Adelson’s Texas lobbying may be anti-pot, not pro-casino


Casino titan Sheldon Adelson’s lobbying budget is sparking hopes that Texas may finally relent and allow swanky gaming parlors in some of its major cities.

On Tuesday, Austin’s NBC affiliate KXAN reported that Las Vegas Sands chairman Adelson had hired eight high-profile lobbyists ahead of the new legislative session that gets underway in January. The report also noted that Adelson had poured $4.5m into state House races in 2020.
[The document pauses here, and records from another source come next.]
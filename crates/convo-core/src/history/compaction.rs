//! Compaction: when to evict, and how
//!
//! The policy decides whether an incoming write must pay for eviction
//! first; the engine executes the eviction in fixed phases under the
//! exclusive lock. Compaction never fails: it is best-effort reclamation,
//! and the insert path re-checks the memory budget itself afterwards.

use chrono::{DateTime, Duration as ChronoDuration, Utc};
use std::time::Duration;
use tracing::{debug, trace};

use super::store::MessageStore;
use super::HistoryConfig;

/// Occupancy fraction above which a pending compaction is promoted
const FRAGMENTATION_NUM: usize = 4;
const FRAGMENTATION_DEN: usize = 5;

/// State of the lazy compaction machine
///
/// `Clean → Pending` when the elapsed-time hint fires; either state moves
/// to `Compacting` for the duration of an engine run, then back to
/// `Clean`. Keeping this explicit (rather than a scattered boolean) makes
/// the trigger policy testable on its own.
#[derive(Debug, Clone, Copy, PartialEq, Eq)]
pub enum CompactionState {
    /// No compaction owed
    Clean,

    /// The elapsed-time hint fired; compact once the buffer fills up
    Pending,

    /// An engine run is in progress
    Compacting,
}

/// Decides whether an incoming write must trigger eviction first
///
/// Evaluated once per insert before any mutation; its only side effect is
/// advancing the pending flag.
#[derive(Debug)]
pub(super) struct CompactionPolicy {
    state: CompactionState,
    last_compaction: DateTime<Utc>,
}

impl CompactionPolicy {
    pub(super) fn new(now: DateTime<Utc>) -> Self {
        Self {
            state: CompactionState::Clean,
            last_compaction: now,
        }
    }

    #[cfg(test)]
    pub(super) fn state(&self) -> CompactionState {
        self.state
    }

    /// Should eviction run before a write of `incoming` bytes proceeds?
    ///
    /// Triggers, most urgent first:
    /// 1. the write would exceed the memory budget;
    /// 2. the live count reached the compaction threshold;
    /// 3. more than `max_age / 10` elapsed since the last run — this only
    ///    arms the pending flag;
    /// 4. the pending flag is armed and the buffer is over 80% occupied.
    pub(super) fn should_compact(
        &mut self,
        config: &HistoryConfig,
        store: &MessageStore,
        incoming: u64,
        now: DateTime<Utc>,
    ) -> bool {
        if config.max_memory_bytes > 0
            && store.memory_bytes() + incoming > config.max_memory_bytes
        {
            return true;
        }

        if store.len() >= config.compact_threshold {
            return true;
        }

        if !config.max_age.is_zero() && self.elapsed_since(now) > config.max_age / 10 {
            self.state = CompactionState::Pending;
        }

        self.state == CompactionState::Pending
            && store.len() * FRAGMENTATION_DEN > store.capacity() * FRAGMENTATION_NUM
    }

    /// Mark an engine run as started
    pub(super) fn begin(&mut self) {
        self.state = CompactionState::Compacting;
    }

    /// Mark an engine run as finished at `now`
    pub(super) fn finish(&mut self, now: DateTime<Utc>) {
        self.state = CompactionState::Clean;
        self.last_compaction = now;
    }

    /// Disarm the pending flag without recording a run
    pub(super) fn disarm(&mut self) {
        self.state = CompactionState::Clean;
    }

    fn elapsed_since(&self, now: DateTime<Utc>) -> Duration {
        (now - self.last_compaction).to_std().unwrap_or_default()
    }
}

/// Execute eviction in fixed phases; infallible
///
/// 1. Age cutoff via the time index (stale buckets pruned on the way).
/// 2. Count cutoff, reserving one slot for the write about to land.
/// 3. Memory cutoff, advancing slot-by-slot against a running projection.
/// 4. Defragmentation decision against the post-removal state.
/// 5. Removal of `[head, new_head)` through the single eviction routine.
/// 6. Defragmentation, if phase 4 called for it.
pub(super) fn run_compaction(store: &mut MessageStore, config: &HistoryConfig, now: DateTime<Utc>) {
    let old_head = store.head;
    let mut new_head = store.head;

    // Phase 1: age cutoff.
    if !config.max_age.is_zero() {
        let cutoff = now - chrono_duration(config.max_age);
        let cutoff_bucket = super::index::TimeIndex::bucket_of(cutoff);
        store.time_index.prune_before(cutoff_bucket - 1);
        new_head = store.first_at_or_after(cutoff);
    }

    // Phase 2: count cutoff. Keep at most max_messages - 1 so the
    // incoming record fits without immediately re-triggering.
    if config.max_messages > 0 && store.len() >= config.max_messages {
        let max_start = store.tail - (config.max_messages - 1);
        new_head = new_head.max(max_start);
    }

    // Phase 3: memory cutoff against a projection of the planned removal.
    if config.max_memory_bytes > 0 {
        let mut projected = store.memory_bytes();
        for slot in store.head..new_head {
            projected = projected.saturating_sub(store.sizes[slot]);
        }
        while new_head < store.tail && projected > config.max_memory_bytes {
            projected = projected.saturating_sub(store.sizes[new_head]);
            new_head += 1;
        }
    }

    // Phase 4: decide on defragmentation before removal, using the state
    // the buffer will be in afterwards.
    let active_after = store.tail - new_head;
    let should_defragment = (active_after < store.capacity() / 2 && new_head > 0)
        || store.tail == store.capacity();

    // Phase 5: removal.
    if new_head > store.head {
        store.evict_through(new_head);
    }

    // Phase 6: defragmentation.
    if should_defragment {
        store.defragment();
    }

    if new_head > old_head {
        debug!(
            evicted = new_head - old_head,
            remaining = store.len(),
            defragmented = should_defragment,
            "compacted history"
        );
    } else {
        trace!(remaining = store.len(), "compaction found nothing to evict");
    }
}

fn chrono_duration(duration: Duration) -> ChronoDuration {
    ChronoDuration::from_std(duration).unwrap_or(ChronoDuration::MAX)
}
As for what issues may lie closest to Adelson’s heart, authorizing casinos would seem to be the most obvious answer. And with the state staring into a $4.6b pandemic-aided budget hole, discussion of alternative revenue sources will loom large on the legislative agenda.

Texas has no commercial casinos, just a couple of small tribal operations and some dodgy casino ‘cruises to nowhere’ that leave from ports like Galveston. Legislators routinely introduce casinos bills that don’t go anywhere and even state racetracks’ attempts to add ‘historical racing’ pseudo-slots have been smacked down hard.

However, there may be far more smoke than fire in this scenario. For one thing, Sands confirmed last month that it was shopping its Las Vegas casino properties, the last of its US holdings after selling its Sands Bethlehem casino in Pennsylvania a couple years ago. So Sands would appear to be disengaging from the US market, not looking to put down fresh roots.  

On the other hand, both Pennsylvania and Vegas are crowded casino markets, and if Adelson could convince Texas legislators to authorize only a handful of truly mega resorts – with one of these licenses reserved for Sands – then the opportunity might prove too tempting to pass up.

On the other other hand, Adelson’s interest in Texas could be aimed at squashing efforts to legalize marijuana. The dates of Adelson’s lobbying hires mirror the introduction of pro-pot bills by members of the Texas state House and Senate. The financial incentives that might give casino backers hope are also present in these proposals to legalize and tax marijuana sales.

Adelson is a strident opponent of the herb, having previously spent millions to block pro-pot legislation in Florida and millions more in other states such as Nevada and Massachusetts. His anti-drug stance is borne of personal experience, having lost a son to a drug overdose in 2005, and Adelson’s wife Miriam is a doctor focused on addiction treatment. So maybe keep the Texas casino talk down to a dull roar until his other shoe drops.